To summarize the responses in the comments:

In many dialects, both British and US, [ɫ], the ‘dark’ post-vocalic variant of the phoneme /l/ is reduced.

Following an unrounded vowel, it becomes a longish offglide [ʊː]:  standard [kɪɫ] (kill) becomes [kɪʊː].

Following a vowel which already has this offglide, it lengthens the offglide:  standard [kɔʊɫ] (coal) becomes [kɔʊː], standard [kaʊɫ] (cowl) becomes [kaʊː].

Following a rounded vowel, it may either reduce to an offglide [ʊː], often with some reduction of the base vowel for more contrast—standard [kɔɫ] (call) becomes [kəʊː] in my dialect—or it may simply lengthen the base vowel:  standard [kɔɫ] becomes [kɔː].

These changes are not affected by a following consonant, so standard [kɔʊɫd] (cold) becomes [kɔʊːd]. The only difference between cold and code, then, is that the [ʊ] piece is slightly longer with cold.

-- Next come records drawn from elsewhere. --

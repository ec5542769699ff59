use std::collections::HashMap;
use std::fs::{File, OpenOptions};
use std::io::{Read, Write};
use std::net::Ipv4Addr;
use std::path::{Path, PathBuf};
use std::sync::{Mutex, MutexGuard, PoisonError};
use std::time::{Duration, SystemTime, UNIX_EPOCH};

use thiserror::Error;
use tracing::{debug, info, warn};

use crate::allocator::{AllocError, BitmapAllocator};
use crate::config::{Pool, Role};
use crate::hwaddr::MacAddr;

#[derive(Error, Debug)]
pub enum LeaseError {
    #[error("no subnet pools configured")]
    NoPools,
    #[error("invalid pool {role}: {source}")]
    InvalidPool {
        role: Role,
        #[source]
        source: AllocError,
    },
    #[error("failed to open lease log {}: {source}", .path.display())]
    Open {
        path: PathBuf,
        #[source]
        source: std::io::Error,
    },
    #[error("malformed lease log line {line}: {reason}")]
    Malformed { line: usize, reason: String },
    #[error("no pool at index {0}")]
    UnknownPool(usize),
    #[error("pool {role} has no free address")]
    AllocationExhausted { role: Role },
    #[error("failed to persist lease for {mac}: {source}")]
    Persistence {
        mac: MacAddr,
        #[source]
        source: std::io::Error,
    },
}

/// One lease record, as kept in memory and in the lease log.
#[derive(Debug, Clone, PartialEq, Eq)]
pub struct Lease {
    pub mac: MacAddr,
    pub ip: Ipv4Addr,
    /// Absolute expiry, Unix seconds.
    pub expiry: u64,
    pub role: Role,
}
pub mod dhcp;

Note, however, that these changes do not take place (at least in my dialect) when phonemic /l/ is followed by a vowel, as in calling. In this case, /l/ becomes the beginning of the following syllable; in that syllable-initial context it loses its ‘darkness’ and is pronounced as [l]: ['kɔ⋅lɪŋ]


Yes, they're distinct in US English. At least on the West Coast, we pronounce cold "cohld" and code as "cohd", both with a hard "o".